Enlargement of the Heart

Enlargement of the heart may be due to hypertrophy, or increase of its muscle, with thickening of its walls; or to enlargement and dilatation of its cavities; or, as is usually the case, to both of these conditions together.

Hypertrophy of Heart Muscle.

The presence of increased muscle shows that the heart is continuously working under an extra strain. Any condition which hinders the passage of blood through the body, such as hardening of the arteries with high blood pressure, causes the heart to work harder. The increase of growth of the muscle fibres is produced by an increase in their muscular action, just as the blacksmith's arm is more muscular by exertion. For an overgrowth of the muscle to take place, a good blood supply is essential. Thus it can occur more readily in young people than in the aged. Dilatation, or enlargement of the heart cavities, may be acute or chronic. Acute dilatation may occur in acute myocarditis from infectious diseases such as rheumatic fever, diphtheria, influenza, pneumonia, smallpox and typhoid. It may also occur in atrial fibrillation and, rarely, as a result of excessive physical exertion in persons who are out of training (primary heart strain). Chronic dilatation is present together with hypertrophy in most cases of chronic heart disease, and may be compensatory in cases of chronic valvular disease, allowing the ventricles to accommodate a greater quantity of blood for expulsion with each heart beat. In cases of regurgitation through the heart valves, the dilatation thus allows an approximately normal quantity of blood to be passed onwards with each heart beat. Dilatation may also be associated with chronic heart failure, which brings about a lack of tone in the heart muscle. As the dilatation progresses, the amount of blood contained in the heart chambers becomes gradually increased, and the organ assumes a globular form.
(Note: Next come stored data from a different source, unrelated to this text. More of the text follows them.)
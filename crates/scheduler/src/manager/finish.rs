use std::sync::PoisonError;
use std::time::{Duration, Instant};

use tracing::{debug, info};

use kiln_core::{GroupId, Job};

use crate::aggregator::GroupAggregator;
use crate::error::SchedulerError;

use super::Scheduler;

/// Upper bound on one wait for the dispatch thread before re-checking.
const WAIT_SLICE: Duration = Duration::from_millis(50);

/// Which groups a blocking wait is for.
enum WaitFor<'a> {
    All,
    Groups(&'a [GroupId]),
}

impl WaitFor<'_> {
    fn includes(&self, group: GroupId) -> bool {
        match self {
            WaitFor::All => true,
            WaitFor::Groups(groups) => groups.contains(&group),
        }
    }
}

impl Scheduler {
    /// Block until every job of `groups` is finalized, then deliver them.
    /// Groups never submitted are ignored.
    pub fn finish_compilation(&mut self, groups: &[GroupId]) -> Result<(), SchedulerError> {
        self.finish(WaitFor::Groups(groups))
    }

    /// Block until nothing is outstanding, then deliver every finished group.
    pub fn finish_all_compilation(&mut self) -> Result<(), SchedulerError> {
        self.finish(WaitFor::All)
    }

    /// Deliver finished groups until the time budget runs out.
    ///
    /// With `limit_execution_time` unset every finished group is delivered.
    /// With `block_on_critical` set the critical groups are first waited on
    /// and delivered regardless of budget. Does nothing when no group is
    /// finished.
    pub fn process_async_results(
        &mut self,
        limit_execution_time: bool,
        block_on_critical: bool,
    ) -> Result<(), SchedulerError> {
        self.check_health()?;

        if block_on_critical && !self.critical.is_empty() {
            let critical: Vec<GroupId> = self.critical.iter().copied().collect();
            for agg in collapse(self.block_until_done(&WaitFor::Groups(&critical))?) {
                self.deliver(agg);
            }
        }

        let deadline = Instant::now() + self.config.process_results_target_time();
        let mut delivered = 0usize;
        loop {
            if limit_execution_time && delivered > 0 && Instant::now() >= deadline {
                break;
            }
            let next = self.shared.lock()?.pending_finalize.pop_front();
            let Some(agg) = next else {
                break;
            };
            self.deliver(agg);
            delivered += 1;
        }
        if delivered > 0 {
            let left = self.shared.lock_relaxed().pending_finalize.len();
            debug!(delivered, left, "results pass");
        }
        Ok(())
    }

    fn finish(&mut self, wait: WaitFor<'_>) -> Result<(), SchedulerError> {
        let mut finished = collapse(self.block_until_done(&wait)?);

        while self.config.prompt_to_retry_on_error {
            let failed: Vec<Job> = finished
                .iter()
                .flat_map(|agg| agg.failed_jobs().cloned())
                .collect();
            if failed.is_empty() {
                break;
            }
            let Some(prompt) = self.retry_prompt.as_mut() else {
                break;
            };
            let refs: Vec<&Job> = failed.iter().collect();
            if !prompt.should_retry(&refs) {
                break;
            }

            let groups = self.resubmit(&finished, failed)?;
            for retried in collapse(self.block_until_done(&WaitFor::Groups(&groups))?) {
                match finished.iter_mut().find(|a| a.group() == retried.group()) {
                    Some(agg) => agg.absorb(retried),
                    None => finished.push(retried),
                }
            }
        }

        for agg in finished {
            self.deliver(agg);
        }
        Ok(())
    }

    /// Queue failed jobs again under their original ids. Returns the groups touched.
    fn resubmit(
        &self,
        finished: &[GroupAggregator],
        failed: Vec<Job>,
    ) -> Result<Vec<GroupId>, SchedulerError> {
        info!(jobs = failed.len(), "retrying failed jobs");
        let mut groups: Vec<GroupId> = Vec::new();
        {
            let mut state = self.shared.lock()?;
            for mut job in failed {
                job.reset_for_retry();
                let group = job.group();
                let apply = finished
                    .iter()
                    .find(|a| a.group() == group)
                    .map(GroupAggregator::apply_results)
                    .unwrap_or(false);
                if !groups.contains(&group) {
                    groups.push(group);
                }
                state.enqueue(vec![job], apply);
            }
        }
        self.shared.work_available.notify_all();
        Ok(groups)
    }

    /// Wait until the groups selected by `wait` have nothing in flight,
    /// taking their finished aggregators as they complete.
    fn block_until_done(&self, wait: &WaitFor<'_>) -> Result<Vec<GroupAggregator>, SchedulerError> {
        let mut taken = Vec::new();
        let mut state = self.shared.lock()?;
        loop {
            taken.extend(state.take_pending(|g| wait.includes(g)));
            let done = match wait {
                WaitFor::All => state.num_outstanding_jobs == 0,
                WaitFor::Groups(groups) => groups.iter().all(|g| !state.groups.contains_key(g)),
            };
            if done {
                return Ok(taken);
            }

            // The timeout keeps this loop checking even if a notification is missed.
            let (guard, _) = self
                .shared
                .jobs_committed
                .wait_timeout(state, WAIT_SLICE)
                .unwrap_or_else(PoisonError::into_inner);
            state = guard;
            if let Some(reason) = &state.fatal {
                return Err(SchedulerError::DispatchFailed(reason.clone()));
            }
        }
    }

    /// Hand a finalized group to the result handler or stage it.
    fn deliver(&mut self, agg: GroupAggregator) {
        let apply = agg.apply_results();
        let results = agg.into_results();
        debug!(
            group = %results.group,
            jobs = results.jobs.len(),
            all_succeeded = results.all_succeeded,
            apply,
            "group finalized"
        );
        match self.result_handler.as_mut() {
            Some(handler) if apply => handler(results),
            _ => match self.staged.iter_mut().find(|r| r.group == results.group) {
                Some(existing) => existing.merge(results),
                None => self.staged.push(results),
            },
        }
    }
}

/// Merge aggregators of the same group that completed separately.
fn collapse(aggs: Vec<GroupAggregator>) -> Vec<GroupAggregator> {
    let mut out: Vec<GroupAggregator> = Vec::with_capacity(aggs.len());
    for agg in aggs {
        match out.iter_mut().find(|a| a.group() == agg.group()) {
            Some(existing) => existing.absorb(agg),
            None => out.push(agg),
        }
    }
    out
}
When dilatation is associated with heart failure the pulse may be faster and weaker, and the blood pressure lower than normal. The enlargement of the heart may by recognised by X-ray examination.

Diseases of the Heart Sac, or Pericardium

The heart sac encloses the heart, and consists of two membranous layers, which are movable one upon the other. The inner layer is closely applied to the outer surface of the heart. Pericarditis, or inflammation of the heart sac, may be either acute or chronic.

Acute Pericardifis

This may be either dry, or accompanied by a liquid effusion between the outer and inner layers of the pericardium. In pericarditis with effusion, the liquid exudate, which may be clear, purulent or blood-stained, may actually distend the pericardial sac and produce pressure upon the heart and the surrounding structures.
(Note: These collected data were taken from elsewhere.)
//! Scheduler configuration.
//!
//! Split into focused submodules:
//! - `types`: the [`SchedulerConfig`] struct, serde defaults and derived values
//! - `loading`: TOML parsing and `KILN_*` environment overrides
//! - `validation`: sanity checks run after loading

mod loading;
mod types;
mod validation;

pub use types::SchedulerConfig;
Acute pericarditis occurs most commonly in young adults, and is generally due to rheumatic infection. Other less common causes are acute infectious diseases such as pneumonia, septic infections, and occasionally gonorrhoea. It may occur also towards the end of chronic diseases such as Bright's disease and tuberculosis.
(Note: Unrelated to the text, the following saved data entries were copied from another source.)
use std::collections::VecDeque;
use std::panic::{self, AssertUnwindSafe};
use std::sync::atomic::Ordering;

use tracing::{debug, error, info, warn};

use kiln_core::{panic_message, CompileOutput, Job};

use crate::error::SchedulerError;
use crate::slot::{FeedOutcome, SlotPoll, WorkerSlot};

use super::core::{DispatchThread, Execution};

/// Consecutive lost batches on one slot before it is reported as an error.
const REPEATED_FAILURE_THRESHOLD: u32 = 3;
/// Lost batches a job may share with others before it is sent on its own.
const ISOLATE_AFTER_LOSSES: u32 = 2;

impl DispatchThread {
    /// Run until shutdown. A panic or error inside the loop is recorded as
    /// fatal so the façade reports it on its next call.
    pub(crate) fn run(mut self) {
        let outcome = panic::catch_unwind(AssertUnwindSafe(|| self.run_loop()));
        match outcome {
            Ok(Ok(())) => info!("dispatch thread stopped"),
            Ok(Err(e)) => {
                error!(error = %e, "dispatch thread failed");
                self.shared.record_fatal(e.to_string());
            }
            Err(payload) => {
                let reason = panic_message(payload.as_ref());
                error!(%reason, "dispatch thread panicked");
                self.shared.record_fatal(format!("dispatch thread panicked: {reason}"));
            }
        }
        self.teardown();
    }

    pub(super) fn run_loop(&mut self) -> Result<(), SchedulerError> {
        if let Execution::Workers { slots, naming } = &self.execution {
            naming.prepare()?;
            info!(
                slots = slots.len(),
                batch = self.config.max_batch_size,
                dir = %naming.root().display(),
                "dispatch thread started"
            );
        } else {
            info!(mode = self.mode(), "dispatch thread started");
        }

        while !self.shared.shutdown.load(Ordering::Acquire) {
            let direct_batch = self.commit_and_pull();
            let progressed = match direct_batch {
                Some(batch) => {
                    self.compile_direct(batch);
                    true
                }
                None => self.service_slots(),
            };
            if !progressed {
                self.idle_wait();
            }
        }
        Ok(())
    }

    /// Under the shared lock: put lost jobs back at the front of the queue,
    /// commit completed jobs to their groups, then pull new work. Returns the
    /// batch to compile in direct mode.
    pub(super) fn commit_and_pull(&mut self) -> Option<Vec<Job>> {
        let committed = self.completed.len();
        let interactive = self.shared.interactive.load(Ordering::Relaxed);
        let max_batch = self.config.max_batch_size;

        let mut state = self.shared.lock_relaxed();
        if !self.lost.is_empty() {
            state.requeue_front(std::mem::take(&mut self.lost));
        }
        for job in self.completed.drain(..) {
            state.commit(job);
        }

        let direct_batch = match &mut self.execution {
            Execution::Workers { slots, .. } => {
                let active = self.config.active_slots(interactive);
                assign_idle_slots(slots, &mut state.queue, active, max_batch);
                None
            }
            Execution::Direct(_) => {
                let n = max_batch.min(state.queue.len());
                (n > 0).then(|| state.queue.drain(..n).collect())
            }
        };
        drop(state);

        if committed > 0 {
            self.shared.jobs_committed.notify_all();
        }
        direct_batch
    }

    /// Feed, launch and drain every slot. Returns whether anything moved.
    pub(super) fn service_slots(&mut self) -> bool {
        let Execution::Workers { slots, naming } = &mut self.execution else {
            return false;
        };
        let liveness = self.config.worker_liveness_timeout();
        let mut progressed = false;
        let mut lost = Vec::new();

        for slot in slots.iter_mut() {
            match slot.feed(naming) {
                FeedOutcome::Nothing => {}
                FeedOutcome::Sent {
                    batch_id,
                    size,
                    launched,
                } => {
                    debug!(slot = slot.index(), batch = batch_id, size, launched, "batch dispatched");
                    self.shared.update_metrics(|m| {
                        m.record_batch_sent(size);
                        if launched {
                            m.record_launch();
                        }
                    });
                    progressed = true;
                }
                FeedOutcome::Failed { jobs, reason } => {
                    lost.push(LostBatch::from_slot(slot, jobs, reason));
                    progressed = true;
                }
            }

            match slot.poll(liveness) {
                SlotPoll::Idle | SlotPoll::Pending => {}
                SlotPoll::Completed { jobs, duration } => {
                    let failed = jobs.iter().filter(|j| !j.succeeded()).count();
                    debug!(
                        slot = slot.index(),
                        jobs = jobs.len(),
                        failed,
                        ms = duration.as_millis() as u64,
                        "batch completed"
                    );
                    self.shared
                        .update_metrics(|m| m.record_batch_completed(duration, jobs.len(), failed));
                    self.completed.extend(jobs);
                    progressed = true;
                }
                SlotPoll::Lost { jobs, reason } => {
                    lost.push(LostBatch::from_slot(slot, jobs, reason));
                    progressed = true;
                }
            }
        }

        for batch in lost {
            self.handle_lost(batch);
        }
        progressed
    }

    /// Route the jobs of a lost batch: back to the queue, or failed once
    /// they have used up their attempts.
    fn handle_lost(&mut self, batch: LostBatch) {
        let max_attempts = self.config.max_job_attempts;
        let mut requeued = 0;
        let mut exhausted = 0;
        for mut job in batch.jobs {
            job.note_lost();
            if job.attempts() >= max_attempts {
                job.complete(CompileOutput::failure(vec![format!(
                    "worker lost this job {} times, last: {}",
                    job.attempts(),
                    batch.reason
                )]));
                self.completed.push(job);
                exhausted += 1;
            } else {
                self.lost.push(job);
                requeued += 1;
            }
        }

        warn!(slot = batch.slot, requeued, exhausted, reason = %batch.reason, "worker batch lost");
        if batch.failures >= REPEATED_FAILURE_THRESHOLD {
            error!(slot = batch.slot, failures = batch.failures, "worker keeps failing");
        }
        self.shared
            .update_metrics(|m| m.record_lost_batch(requeued, exhausted));
    }

    /// Wait for new work or the next polling interval. Returns early when
    /// jobs are submitted or shutdown is requested.
    fn idle_wait(&self) {
        let state = self.shared.lock_relaxed();
        if self.shared.shutdown.load(Ordering::Acquire) {
            return;
        }
        // Spurious wakeups only shorten the pause.
        let _ = self
            .shared
            .work_available
            .wait_timeout(state, self.config.idle_sleep());
    }

    /// Kill every worker and remove this thread's IPC artifacts. Anything
    /// still held is discarded for this run.
    fn teardown(&mut self) {
        if let Execution::Workers { slots, naming } = &mut self.execution {
            let dropped: usize = slots.iter_mut().map(|s| s.shutdown().len()).sum();
            if dropped > 0 {
                warn!(jobs = dropped, "discarding in-flight jobs at teardown");
            }
            naming.cleanup();
        }
    }
}

/// Hand up to `max_batch` queued jobs to each idle active slot, the slot
/// idle the longest first. A job whose batches were lost repeatedly goes
/// out alone so it cannot take healthy jobs down with it. Returns the
/// number of jobs assigned.
pub(super) fn assign_idle_slots(
    slots: &mut [WorkerSlot],
    queue: &mut VecDeque<Job>,
    active: usize,
    max_batch: usize,
) -> usize {
    let active = active.min(slots.len());
    let mut idle: Vec<&mut WorkerSlot> = slots[..active].iter_mut().filter(|s| s.is_idle()).collect();
    idle.sort_by_key(|s| s.last_activity());

    let mut assigned = 0;
    for slot in idle {
        let batch = next_batch(queue, max_batch);
        if batch.is_empty() {
            break;
        }
        assigned += batch.len();
        slot.assign(batch);
    }
    assigned
}

/// Pop the next batch off the queue front. Stops before a job that has to
/// travel alone, or returns just that job when it is first.
pub(super) fn next_batch(queue: &mut VecDeque<Job>, max_batch: usize) -> Vec<Job> {
    let mut batch = Vec::new();
    while batch.len() < max_batch {
        let Some(front) = queue.front() else {
            break;
        };
        let isolate = front.times_lost() >= ISOLATE_AFTER_LOSSES;
        if isolate && !batch.is_empty() {
            break;
        }
        batch.extend(queue.pop_front());
        if isolate {
            break;
        }
    }
    batch
}

struct LostBatch {
    slot: usize,
    failures: u32,
    jobs: Vec<Job>,
    reason: String,
}

impl LostBatch {
    fn from_slot(slot: &WorkerSlot, jobs: Vec<Job>, reason: String) -> Self {
        Self {
            slot: slot.index(),
            failures: slot.consecutive_failures(),
            jobs,
            reason,
        }
    }
}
In acute dry pericarditis the symptoms may be slight or absent, but usually there is some fever and pain in the chest. The pain may be felt over the heart, or referred to the left shoulder, the left shoulder-blade, the neck or the upper abdomen. It may be made worse by deep breathing or coughing, or by pressure between the ribs over the heart. The pulse is generally rapid. In pericarditis with effusion, the symptoms usually become worse when the effusion actually appears.

Restlessness and sleeplessness, or mild delirium, with faintness, shortness of breath, an irritating cough and difficulty in swallowing may make their appearance. In children there may be actual bulging of the region over the heart. If pus is present in the fluid the heart rate is very fast, and there is high fever and increasing pallor and collapse.


All cases of pericarditis should be under a doctor's care. The general treatment is the same as for acute simple endocarditis, and of any other disease which may be present. In pericarditis with effusion, removal of the fluid is seldom necessary in rheumatic cases, since it usually becomes absorbed. It is carried out by a doctor by the insertion of a needle attached to a syringe.